To address the risk of runs by investors, the Central Bank is proposing that loan origination funds must be closed-ended and established for a finite period. However, the fund may at its discretion, on dates to be determined at authorisation, invite redemptions without commitment and on a non-preferred basis. Furthermore, loan origination funds may only make distributions or provide for redemptions (presumably at the discretion of the fund) during its life to the extent that there is unencumbered cash or liquid assets available for distribution that will not impact the regulatory or liquidity related obligations of the fund.
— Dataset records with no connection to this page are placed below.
//! Admission control subsystem.
//!
//! # Data Flow
//! ```text
//! caller
//!     → facade.rs (stopping pre-check, outcome mapping, panic capture)
//!     → gate.rs (slot / cancel / hesitation race)
//!     → session.rs (gate slot + in-flight guard + borrowed handle)
//!     → [work runs against the handle]
//!     → session close: handle back to pool → slot released → drain.rs decrement
//!
//! Shutdown:
//!     stop() → signal.rs DoneSignal fires → waiters refused
//!     wait_drain() → drain.rs observes zero in flight
//! ```
//!
//! # Design Decisions
//! - One gate/session/drain core shared by the HTTP server, HTTP client, SQL and cache wrappers
//! - Release is tied to guard drops, so every exit path (error, cancel, panic) releases
//! - Once admitted, cancellation does not abort work; work checks the signal itself

pub mod drain;
pub mod error;
pub mod facade;
pub mod gate;
pub mod session;
pub mod signal;

pub use drain::{DrainCoordinator, InFlightGuard};
pub use error::{AdmissionError, DrainError, ExecutionFault, Outcome, Refusal};
pub use facade::{AdmissionControl, AdmissionSnapshot, LogNotifier, RejectionNotifier};
pub use gate::{Gate, GatePermit};
pub use session::{ResourcePool, Session, Ticket};
pub use signal::{Cancel, DoneSignal, Notifier};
Certain prescribed information must be detailed in the fund prospectus, including details of the fund’s risk/reward profile, levels of anticipated concentration, geographic and sectoral exposure. Details of the applicable credit monitoring process must be included and the prospectus must include a prominent risk warning to the effect that the Central Bank may tighten lending standards and leverage limits applicable to the fund.
The fund prospectus must also disclose whether the AIFM will provide investors with access to records and staff for the purposes of investor due diligence. Where such access is to be provided for due diligence purposes, the Central Bank is proposing that such access must be provided by the AIFM on a non-discriminatory basis. Furthermore, the AIFM must not intentionally or negligently conceal or fail to disclose information that a reasonable person would be likely to have considered important in considering an investment in the fund. It is not entirely clear how the Central Bank could enforce these proposals in respect of an AIFM that has been authorised by a regulator in another EU Member State. Furthermore, aspects of the proposed due diligence rules as expressed in the consultation paper appear to us to be somewhat contradictory.
A specific Central Bank Code of Conduct will also apply where loans are made to SMEs in Ireland and, where relevant, the prospectus should draw the attention of investors to the implications of this Code.
Finally, the Central Bank is proposing requirements in terms of the details of the fund’s loan book to be included in periodic statements. This will require a breakdown to be provided in terms of loan seniority, repayment terms, loan-to-value ratios and loan performance. The Central Bank also proposes that this information be provided to unitholders at each net asset value calculation point which may prove problematic from a practical perspective. An intention to put in place similar reporting requirements to the Central Bank in respect of individual loans as currently applies to the banking sector is also noted in the consultation papers.